Image copyright © by Marcus Trahan



Try these titles on for size: The Black Stallion, Never Cry Wolf. Most people I know who have seen them would put them high on their list of favorite movies of their type. Now try two more: Fly Away Home, Wind. I think most people have never seen them, and it’s their loss, as they are as good as the first two. They are all beautifully photographed, difficult to make, and deal with nature at her best and worst. And all were directed by Carroll Ballard, who I worked with briefly in the early ’80s. (Nothing came of it, I’m sorry to say.) He doesn’t work that often, partly because the studio publicity hacks don’t know how to market his films, even though people love them. Again, it’s their loss.
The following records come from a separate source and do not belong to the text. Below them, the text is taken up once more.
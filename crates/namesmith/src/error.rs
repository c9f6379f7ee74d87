//! Error types for the namesmith crate.
//!
//! This module defines semantic error enums for style definitions and name
//! generation, following the project's error handling conventions with
//! `thiserror`. Running out of generation attempts is deliberately absent:
//! that path ends in a fallback name rather than an error.

use camino::Utf8PathBuf;
use thiserror::Error;

/// Errors that can occur when defining, loading or validating a style.
///
/// These errors cover catalogue file I/O, JSON parsing, schema validation
/// and the structural checks applied to every [`crate::PhoneticStyle`].
#[derive(Debug, Clone, PartialEq, Eq, Error)]
pub enum StyleError {
    /// The catalogue file could not be read.
    #[error("failed to read style catalogue at '{path}': {message}")]
    IoError {
        /// Path to the catalogue file.
        path: Utf8PathBuf,
        /// Description of the I/O error.
        message: String,
    },

    /// The catalogue JSON is malformed or missing required fields.
    #[error("invalid style catalogue JSON: {message}")]
    ParseError {
        /// Description of the parse error.
        message: String,
    },

    /// The catalogue version is not supported.
    #[error("unsupported catalogue version: expected {expected}, found {actual}")]
    UnsupportedVersion {
        /// Expected version number.
        expected: u32,
        /// Actual version found in the catalogue.
        actual: u32,
    },

    /// The catalogue contains no style definitions.
    #[error("style catalogue contains no styles")]
    EmptyCatalogue,

    /// Two catalogue entries share a name.
    #[error("style '{name}' is defined more than once")]
    DuplicateStyle {
        /// The repeated style name.
        name: String,
    },

    /// A style has no templates to draw from.
    #[error("style '{style}' has no patterns")]
    NoPatterns {
        /// Name of the offending style.
        style: String,
    },

    /// The consonant or vowel set of a style is empty.
    #[error("style '{style}' has an empty {set} set")]
    EmptyCharacterSet {
        /// Name of the offending style.
        style: String,
        /// Which set is empty (`consonant` or `vowel`).
        set: &'static str,
    },

    /// A symbol key is not exactly one character.
    #[error("style '{style}' declares symbol '{symbol}', which is not a single character")]
    InvalidSymbol {
        /// Name of the offending style.
        style: String,
        /// The rejected symbol key.
        symbol: String,
    },

    /// A symbol class has nothing to draw from.
    #[error("style '{style}' declares an empty class for symbol '{symbol}'")]
    EmptySymbolClass {
        /// Name of the offending style.
        style: String,
        /// The symbol whose class is empty.
        symbol: char,
    },

    /// A substitution or mutation has an empty trigger.
    #[error("style '{style}' declares a rewrite with an empty trigger")]
    EmptyTrigger {
        /// Name of the offending style.
        style: String,
    },

    /// A mutation has no alternatives to choose from.
    #[error("style '{style}' declares mutation '{trigger}' without alternatives")]
    NoAlternatives {
        /// Name of the offending style.
        style: String,
        /// The mutation trigger.
        trigger: String,
    },

    /// A forbidden pattern is structurally unusable.
    #[error("style '{style}' declares an invalid forbidden pattern: {message}")]
    InvalidForbiddenPattern {
        /// Name of the offending style.
        style: String,
        /// Why the pattern was rejected.
        message: String,
    },
}

/// Errors that can occur while generating a name.
///
/// Exhausting the attempt budget is not an error; these variants cover
/// rejected request parameters and faults in the constraint repair loop.
#[derive(Debug, Clone, PartialEq, Eq, Error)]
pub enum GenerationError {
    /// The requested maximum length is below the minimum.
    #[error("invalid length bounds: max {max} is below min {min}")]
    InvalidLengthBounds {
        /// Requested minimum length.
        min: usize,
        /// Requested maximum length.
        max: usize,
    },

    /// A repair left a forbidden match in place.
    #[error("repair for rule '{rule}' made no progress on '{candidate}'")]
    RepairStalled {
        /// Description of the forbidden pattern.
        rule: String,
        /// The candidate the repair could not change.
        candidate: String,
    },

    /// The repair loop for a rule ran past its iteration cap.
    #[error("repair for rule '{rule}' exceeded {limit} iterations")]
    RepairLimitExceeded {
        /// Description of the forbidden pattern.
        rule: String,
        /// Number of repairs allowed.
        limit: usize,
    },
}
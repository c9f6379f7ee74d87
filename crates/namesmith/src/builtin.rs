//! Compiled-in styles registered at start-up.
//!
//! These are static configuration data. Symbols not listed in a style's
//! table fall through to `C`/`V` resolution or literal copying.

use crate::style::{CharClass, ForbiddenPattern, PhoneticStyle, SymbolClass};

/// Name of the built-in fantasy style, also the default style.
pub const FANTASY: &str = "Fantasy";

/// Name of the built-in science-fiction style.
pub const SCI_FI: &str = "SciFi";

/// Name of the built-in human style.
pub const HUMAN: &str = "Human";

/// Style used when a lookup names an unknown style.
pub const DEFAULT_STYLE: &str = FANTASY;

const ELVEN_PREFIXES: &[&str] = &[
    "Ael", "Aer", "Af", "Ah", "Al", "Am", "Ama", "An", "Ang", "Ansr", "Ar", "Ari", "Arn", "Aza",
    "Bael", "Cael",
];

/// Returns the three built-in styles.
pub(crate) fn builtin_styles() -> Vec<PhoneticStyle> {
    vec![fantasy(), sci_fi(), human()]
}

/// Returns the style used for unknown names.
pub(crate) fn default_style() -> PhoneticStyle {
    fantasy()
}

fn fantasy() -> PhoneticStyle {
    PhoneticStyle::builder(
        FANTASY,
        [
            "CVCVCa", "VCCVlor", "CVCVndil", "ElCVC", "CVCVthir", "GalCVC", "CVCrion", "AelVC",
            "CVlVn", "CVCVlis",
        ],
        "bcdflmnprstvz",
        "aeiouy",
    )
    .symbol('G', SymbolClass::one_of("gkqx"))
    .symbol('E', SymbolClass::choice(ELVEN_PREFIXES.iter().copied()))
    .substitution("cq", "c")
    .substitution("qc", "c")
    .substitution("dt", "t")
    .substitution("td", "d")
    .substitution("uo", "uo")
    .substitution("ji", "ji")
    .mutation("th", ["th"])
    .mutation("ch", ["ch"])
    .mutation("sh", ["sh"])
    .mutation("ph", ["f"])
    .build_unchecked()
}

fn sci_fi() -> PhoneticStyle {
    PhoneticStyle::builder(
        SCI_FI,
        [
            "CVx", "ZVCor", "CV-CV", "XVnCV", "CVCtrV", "VCto", "NeoCV", "CVCix", "TrVnCV", "CVCon",
        ],
        "bcdfgklmnprstvz",
        "aeiou",
    )
    .symbol('Z', SymbolClass::one_of("xz"))
    .symbol('X', SymbolClass::one_of("xkq"))
    .symbol('N', SymbolClass::literal("Neo"))
    .symbol('T', SymbolClass::literal("Tr"))
    .substitution("cq", "c")
    .substitution("qc", "c")
    .substitution("dt", "t")
    .substitution("td", "d")
    .mutation("tr", ["tr"])
    .mutation("kr", ["kr"])
    .mutation("vr", ["vr"])
    .build_unchecked()
}

fn human() -> PhoneticStyle {
    PhoneticStyle::builder(
        HUMAN,
        [
            "CVCVn", "CVCey", "CVCia", "JVCob", "CVCVl", "CVCVck", "CVCVs", "CVCVm", "CVCVth",
            "CVCVr",
        ],
        "bcdfghjklmnprstvw",
        "aeiouy",
    )
    .symbol('J', SymbolClass::one_of("jy"))
    .forbidden_patterns(
        ForbiddenPattern::standard()
            .into_iter()
            .chain([ForbiddenPattern::Run {
                class: CharClass::AnyOf("jqxz".chars().collect()),
                length: 2,
            }]),
    )
    .substitution("cq", "c")
    .substitution("qc", "c")
    .substitution("dt", "t")
    .substitution("td", "d")
    .substitution("nm", "m")
    .substitution("mn", "n")
    .mutation("th", ["th"])
    .mutation("ch", ["ch"])
    .mutation("sh", ["sh"])
    .mutation("ph", ["f"])
    .build_unchecked()
}
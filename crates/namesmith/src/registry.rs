//! Named style storage.
//!
//! The registry starts with the built-in styles. Lookups never fail: an
//! unknown name resolves to the default style.

use std::collections::BTreeMap;

use crate::builtin::{DEFAULT_STYLE, builtin_styles, default_style};
use crate::style::PhoneticStyle;

/// Registered styles keyed by name.
#[derive(Debug, Clone, PartialEq, Eq)]
pub struct StyleRegistry {
    styles: BTreeMap<String, PhoneticStyle>,
    fallback: PhoneticStyle,
}

impl StyleRegistry {
    /// Creates a registry holding the built-in styles.
    ///
    /// # Example
    ///
    /// ```
    /// use namesmith::{HUMAN, StyleRegistry};
    ///
    /// let registry = StyleRegistry::with_builtins();
    /// assert!(registry.contains(HUMAN));
    /// assert_eq!(registry.lookup("Unknown").name(), "Fantasy");
    /// ```
    #[must_use]
    pub fn with_builtins() -> Self {
        let mut registry = Self {
            styles: BTreeMap::new(),
            fallback: default_style(),
        };
        for style in builtin_styles() {
            registry.register(style);
        }
        registry
    }

    /// Inserts `style`, replacing any style with the same name.
    ///
    /// Returns the replaced style, if there was one.
    pub fn register(&mut self, style: PhoneticStyle) -> Option<PhoneticStyle> {
        if style.name() == DEFAULT_STYLE {
            self.fallback = style.clone();
        }
        self.styles.insert(style.name().to_owned(), style)
    }

    /// Returns the style registered under `name`, if any.
    #[must_use]
    pub fn get(&self, name: &str) -> Option<&PhoneticStyle> {
        self.styles.get(name)
    }

    /// Returns the style registered under `name`, or the default style.
    #[must_use]
    pub fn lookup(&self, name: &str) -> &PhoneticStyle {
        self.styles.get(name).unwrap_or(&self.fallback)
    }

    /// Returns `true` if a style is registered under `name`.
    #[must_use]
    pub fn contains(&self, name: &str) -> bool {
        self.styles.contains_key(name)
    }

    /// Returns the registered style names in sorted order.
    #[must_use]
    pub fn names(&self) -> Vec<&str> {
        self.styles.keys().map(String::as_str).collect()
    }
}

impl Default for StyleRegistry {
    fn default() -> Self {
        Self::with_builtins()
    }
}
//! Error types for the name generator CLI.

use thiserror::Error;

use crate::error::{GenerationError, StyleError};

/// Errors surfaced by CLI parsing and execution.
#[derive(Debug, Clone, PartialEq, Eq, Error)]
pub enum CliError {
    /// A flag expected a value but none was provided.
    #[error("missing value for {flag}")]
    MissingValue {
        /// Flag that was missing its value.
        flag: &'static str,
    },
    /// An unsupported argument was supplied.
    #[error("unknown argument: {value}")]
    UnknownArgument {
        /// Argument value that was not recognised.
        value: String,
    },
    /// A numeric value failed to parse.
    #[error("invalid number for {flag}: '{value}' ({message})")]
    InvalidNumber {
        /// Flag associated with the invalid number.
        flag: &'static str,
        /// Raw value supplied for the flag.
        value: String,
        /// Parser error message.
        message: String,
    },
    /// More than one of `--pattern`, `--merge` and `--meaning` was given.
    #[error("--pattern, --merge and --meaning cannot be combined")]
    ConflictingModes,
    /// The style catalogue could not be loaded.
    #[error("style error: {source}")]
    Style {
        /// Underlying style error.
        #[from]
        #[source]
        source: StyleError,
    },
    /// Name generation failed.
    #[error("generation error: {source}")]
    Generation {
        /// Underlying generation error.
        #[from]
        #[source]
        source: GenerationError,
    },
}
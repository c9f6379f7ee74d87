//! Per-style record of accepted names.
//!
//! Caches are keyed by the style name a caller asked for, not the style
//! that ended up being used, so an unknown style name keeps its own cache
//! even though it borrows the default style's rules.

use std::collections::{BTreeSet, HashMap};

/// In-memory uniqueness cache. Names are compared case-sensitively.
#[derive(Debug, Clone, Default, PartialEq, Eq)]
pub struct NameCache {
    styles: HashMap<String, BTreeSet<String>>,
}

impl NameCache {
    /// Creates an empty cache.
    #[must_use]
    pub fn new() -> Self {
        Self::default()
    }

    /// Returns `true` if `name` was accepted for `style`.
    #[must_use]
    pub fn contains(&self, style: &str, name: &str) -> bool {
        self.styles.get(style).is_some_and(|names| names.contains(name))
    }

    /// Records `name` for `style`, creating the style's set on first use.
    ///
    /// Returns `false` if the name was already present.
    pub fn insert(&mut self, style: &str, name: &str) -> bool {
        self.styles
            .entry(style.to_owned())
            .or_default()
            .insert(name.to_owned())
    }

    /// Replaces `style`'s set with an empty one.
    pub fn reset(&mut self, style: &str) {
        self.styles.insert(style.to_owned(), BTreeSet::new());
    }

    /// Empties one style's set, or every set when `style` is `None`.
    pub fn clear(&mut self, style: Option<&str>) {
        let Some(key) = style else {
            self.styles.values_mut().for_each(BTreeSet::clear);
            return;
        };
        if let Some(names) = self.styles.get_mut(key) {
            names.clear();
        }
    }

    /// Checks one style's set, or every set when `style` is `None`.
    #[must_use]
    pub fn exists(&self, name: &str, style: Option<&str>) -> bool {
        style.map_or_else(
            || self.styles.values().any(|names| names.contains(name)),
            |key| self.contains(key, name),
        )
    }

    /// Returns the names accepted for `style` in sorted order, or an empty
    /// list for an unknown style.
    #[must_use]
    pub fn names(&self, style: &str) -> Vec<String> {
        self.styles
            .get(style)
            .map(|names| names.iter().cloned().collect())
            .unwrap_or_default()
    }
}
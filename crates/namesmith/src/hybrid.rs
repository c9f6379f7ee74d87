//! Two-name hybridisation.

use crate::phonetics::{capitalize_only_first, is_vowel};
use crate::random::RandomSource;

const JOIN_VOWELS: [char; 5] = ['a', 'e', 'i', 'o', 'u'];

/// Merges the front of `first` with the back of `second`.
///
/// The cut in `first` falls in its second half and the cut in `second` in
/// its first half. At the join, vowels from `second` are dropped while both
/// neighbours are vowels, and a random vowel is inserted when three
/// non-vowels would meet across it. The result is capitalised with the rest
/// lower-cased.
///
/// # Example
///
/// ```
/// use namesmith::merge_names;
///
/// let hybrid = merge_names("Aldric", "Thoralin", Some(1));
///
/// assert_eq!(hybrid, merge_names("Aldric", "Thoralin", Some(1)));
/// assert!(hybrid.starts_with("Ald"));
/// ```
#[must_use]
pub fn merge_names(first: &str, second: &str, seed: Option<u64>) -> String {
    let mut rng = RandomSource::from_optional_seed(seed);
    let first_chars: Vec<char> = first.chars().collect();
    let second_chars: Vec<char> = second.chars().collect();

    let first_cut = rng.range(half(first_chars.len()), first_chars.len());
    let second_cut = rng
        .range(1, half(second_chars.len()))
        .min(second_chars.len());

    let (hybrid, _) = splice(&first_chars, &second_chars, first_cut, second_cut, &mut rng);
    capitalize_only_first(&hybrid.into_iter().collect::<String>())
}

/// Joins `first[..first_cut]` and `second[second_cut..]`, smoothing the
/// join. Returns the characters and the final join index.
pub(crate) fn splice(
    first: &[char],
    second: &[char],
    first_cut: usize,
    second_cut: usize,
    rng: &mut RandomSource,
) -> (Vec<char>, usize) {
    let mut hybrid: Vec<char> = first
        .iter()
        .take(first_cut)
        .chain(second.iter().skip(second_cut))
        .copied()
        .collect();
    let join = first_cut.min(hybrid.len());
    if join == 0 {
        return (hybrid, join);
    }

    while vowel_at(&hybrid, join - 1) && vowel_at(&hybrid, join) {
        hybrid.remove(join);
    }

    let left_cluster = join >= 2 && consonants_from(&hybrid, join - 2);
    let right_cluster = consonants_from(&hybrid, join - 1);
    if left_cluster || right_cluster {
        let vowel = rng.pick(&JOIN_VOWELS).copied().unwrap_or('a');
        hybrid.insert(join, vowel);
    }

    (hybrid, join)
}

const fn half(len: usize) -> usize {
    len >> 1
}

fn vowel_at(chars: &[char], index: usize) -> bool {
    chars.get(index).is_some_and(|&c| is_vowel(c))
}

/// Returns `true` if three non-vowels start at `start`.
fn consonants_from(chars: &[char], start: usize) -> bool {
    chars
        .get(start..start.saturating_add(3))
        .is_some_and(|window| window.len() == 3 && window.iter().all(|&c| !is_vowel(c)))
}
Duma is maybe a cut below those masterpieces, but Ballard has set the mark so high that if he misses a little bit it’s still a worthwhile movie. It tells the based-on-fact story of a boy who adopts an orphaned cheetah cub in South Africa, raises it, and is forced to return it to the wild. Yeah, I know, Born Free for sprinters, and I guess that’s the chief problem. True or not, the story is pretty predictable. But everything else is magnificent. Working with animals in film is hard. It takes infinite patience to get the shot the script calls for. But the result is worth it. Ballard’s theme and possibly his obsession is wild places and wild things. A magnificent horse is tamed. A man learns to run with the wolves. A young girl flies with migrating geese. People learn to ride with the untamable wind. And a boy treks across some of the bleakest land you’ll ever see to free the fastest land animal in the world. You could do a lot worse.